- **DESCRIPTION OF THE TASK**: Repeat the entries that appear below, exactly and in full.

- **Stored data entries**:
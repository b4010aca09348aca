//! Convenient imports for common functionality.

pub use crate::adapter::DatabaseAdapter;
pub use crate::config::{Engine, StorageConfiguration};
pub use crate::error::{BackendError, StorageError};
pub use crate::executor::QueryExecutor;
pub use crate::fetch::{fetch_all, fetch_one};
pub use crate::helpers::{find, remove};
pub use crate::pool::PoolState;
pub use crate::query_builder::{
    CompiledQuery, Criterion, DeleteQuery, InsertQuery, Operator, Order, SelectQuery,
    Stringified, ToParameter, UpdateQuery, delete_query, equals_criteria, greater_than_criteria,
    insert_query, insert_record, is_not_null_criteria, is_null_criteria, less_than_criteria,
    not_equals_criteria, record_to_row, select_query, to_snake_case, update_query,
    update_record,
};
pub use crate::results::{ResultSet, Row};
pub use crate::taxonomy::FailureKind;
pub use crate::transaction::Transaction;
pub use crate::translation::{PlaceholderStyle, translate_placeholders};
pub use crate::tx_outcome::TxOutcome;
pub use crate::types::RowValues;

- **ANSWER SPACE**:
repository b4010aca09348aca
//! Convenient imports for common functionality.

pub use crate::adapter::DatabaseAdapter;
pub use crate::config::{Engine, StorageConfiguration};
pub use crate::error::{BackendError, StorageError};
pub use crate::executor::QueryExecutor;
pub use crate::fetch::{fetch_all, fetch_one};
pub use crate::helpers::{find, remove};
pub use crate::pool::PoolState;
pub use crate::query_builder::{
    CompiledQuery, Criterion, DeleteQuery, InsertQuery, Operator, Order, SelectQuery,
    Stringified, ToParameter, UpdateQuery, delete_query, equals_criteria, greater_than_criteria,
    insert_query, insert_record, is_not_null_criteria, is_null_criteria, less_than_criteria,
    not_equals_criteria, record_to_row, select_query, to_snake_case, update_query,
    update_record,
};
pub use crate::results::{ResultSet, Row};
pub use crate::taxonomy::FailureKind;
pub use crate::transaction::Transaction;
pub use crate::translation::{PlaceholderStyle, translate_placeholders};
pub use crate::tx_outcome::TxOutcome;
pub use crate::types::RowValues;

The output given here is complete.